● Provided records:
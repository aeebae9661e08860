//! Schemas describe the expected tags of an NBT document.
//!
//! A schema is written in the same loose grammar as the data it describes:
//!
//! * a map corresponds to a compound, its keys to the names of the tags in
//!   the compound and its values to their schemas,
//! * a list must contain exactly one schema, which applies to every element
//!   of the corresponding NBT list,
//! * a string names an atomic tag: `byte`, `short`, `int`, `long`, `float`,
//!   `double`, `data` (byte array), `string` or `intarray`.
//!
//! For example, this schema says `Items` is a list of compounds with four
//! known numerical tags. Other tags in those compounds are allowed and left
//! unconstrained.
//!
//! ```
//! # use nbtcodec::{Schema, Tag};
//! let schema: Schema = serde_json::from_str(r#"{
//!     "Items": [{ "id": "short", "Count": "byte", "Slot": "byte", "Damage": "short" }]
//! }"#).unwrap();
//!
//! assert_eq!(schema.child("Items").element().child("Count").tag(), Some(Tag::Byte));
//! assert!(schema.child("Unknown").is_any());
//! ```
//!
//! The root of a document is a named compound, and its schema a map. The
//! name of the root is not part of the schema.

use std::fmt;

use indexmap::IndexMap;
use serde::Deserialize;

use crate::error::{Error, Result};
use crate::{DynValue, Tag};

pub(crate) static ANY: Schema = Schema::Any;

/// Expected shape of a value. See the [module docs][`crate::schema`].
#[derive(Debug, Clone, PartialEq)]
pub enum Schema {
    /// Anything is accepted. Numbers read at this position keep their width.
    Any,
    /// A value with exactly this tag. Numeric tags accept any numeric value
    /// that converts without loss.
    Leaf(Tag),
    /// A list whose elements match the inner schema.
    List(Box<Schema>),
    /// A compound. Listed children must match their schemas, others are
    /// unconstrained.
    Compound(IndexMap<String, Schema>),
}

impl Default for Schema {
    fn default() -> Self {
        Schema::Any
    }
}

impl Schema {
    /// Parse a schema from its loose description.
    pub fn from_dynamic(description: &DynValue) -> Result<Schema> {
        match description {
            DynValue::Map(children) => {
                let mut compound = IndexMap::with_capacity(children.len());
                for (key, child) in children {
                    let child = Schema::from_dynamic(child)
                        .map_err(|e| Error::invalid_schema(format!("{}: {}", key, e)))?;
                    compound.insert(key.clone(), child);
                }
                Ok(Schema::Compound(compound))
            }
            DynValue::List(elements) => match elements.as_slice() {
                [element] => Ok(Schema::List(Box::new(Schema::from_dynamic(element)?))),
                _ => Err(Error::invalid_schema(format!(
                    "list schema must have exactly one element, found {}",
                    elements.len()
                ))),
            },
            DynValue::String(name) => leaf_from_name(name).map(Schema::Leaf),
            other => Err(Error::invalid_schema(format!(
                "schema nodes must be maps, lists or strings, found {}",
                other.kind_name()
            ))),
        }
    }

    /// The tag this schema expects, or None for [`Schema::Any`].
    pub fn tag(&self) -> Option<Tag> {
        match self {
            Schema::Any => None,
            Schema::Leaf(t) => Some(*t),
            Schema::List(_) => Some(Tag::List),
            Schema::Compound(_) => Some(Tag::Compound),
        }
    }

    pub fn is_any(&self) -> bool {
        matches!(self, Schema::Any)
    }

    /// True when this schema pins a number width.
    pub fn is_numeric(&self) -> bool {
        matches!(self, Schema::Leaf(t) if t.is_numeric())
    }

    /// Schema of list elements. Any, unless this is a list schema.
    pub fn element(&self) -> &Schema {
        match self {
            Schema::List(element) => element,
            _ => &ANY,
        }
    }

    /// Schema of the compound child `key`. Any, if the key is not described
    /// or this is not a compound schema.
    pub fn child(&self, key: &str) -> &Schema {
        match self {
            Schema::Compound(children) => children.get(key).unwrap_or(&ANY),
            _ => &ANY,
        }
    }

    /// Whether a value with the wire tag `found` may appear here.
    pub(crate) fn accepts(&self, found: Tag) -> Result<()> {
        match self.tag() {
            None => Ok(()),
            Some(expected) if expected == found => Ok(()),
            Some(expected) if expected.is_numeric() && found.is_numeric() => Ok(()),
            Some(expected) => Err(Error::wrong_type(expected, found)),
        }
    }
}

fn leaf_from_name(name: &str) -> Result<Tag> {
    Ok(match name {
        "byte" => Tag::Byte,
        "short" => Tag::Short,
        "int" => Tag::Int,
        "long" => Tag::Long,
        "float" => Tag::Float,
        "double" => Tag::Double,
        "data" => Tag::ByteArray,
        "string" => Tag::String,
        "intarray" => Tag::IntArray,
        _ => {
            return Err(Error::invalid_schema(format!(
                "unknown schema type name: {:?}",
                name
            )))
        }
    })
}

fn name_from_leaf(tag: Tag) -> &'static str {
    match tag {
        Tag::Byte => "byte",
        Tag::Short => "short",
        Tag::Int => "int",
        Tag::Long => "long",
        Tag::Float => "float",
        Tag::Double => "double",
        Tag::ByteArray => "data",
        Tag::String => "string",
        Tag::IntArray => "intarray",
        Tag::List => "list",
        Tag::Compound => "compound",
        Tag::End => "end",
    }
}

/// Renders the schema in its own grammar, with `*` for Any.
impl fmt::Display for Schema {
    fn fmt(&self, f: &mut fmt::Formatter<'_>) -> fmt::Result {
        match self {
            Schema::Any => f.write_str("*"),
            Schema::Leaf(tag) => f.write_str(name_from_leaf(*tag)),
            Schema::List(element) => write!(f, "[{}]", element),
            Schema::Compound(children) => {
                f.write_str("{")?;
                for (i, (key, child)) in children.iter().enumerate() {
                    if i > 0 {
                        f.write_str(", ")?;
                    }
                    write!(f, "{:?}: {}", key, child)?;
                }
                f.write_str("}")
            }
        }
    }
}

impl<'de> Deserialize<'de> for Schema {
    fn deserialize<D>(deserializer: D) -> std::result::Result<Self, D::Error>
    where
        D: serde::Deserializer<'de>,
    {
        let description = DynValue::deserialize(deserializer)?;
        Schema::from_dynamic(&description).map_err(serde::de::Error::custom)
    }
}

● The problem:
In which lines of the records does the word "long" appear? Copy each of them.

● Solution for this exercise:
//! * a string names an atomic tag: `byte`, `short`, `int`, `long`, `float`,
        "long" => Tag::Long,
        Tag::Long => "long",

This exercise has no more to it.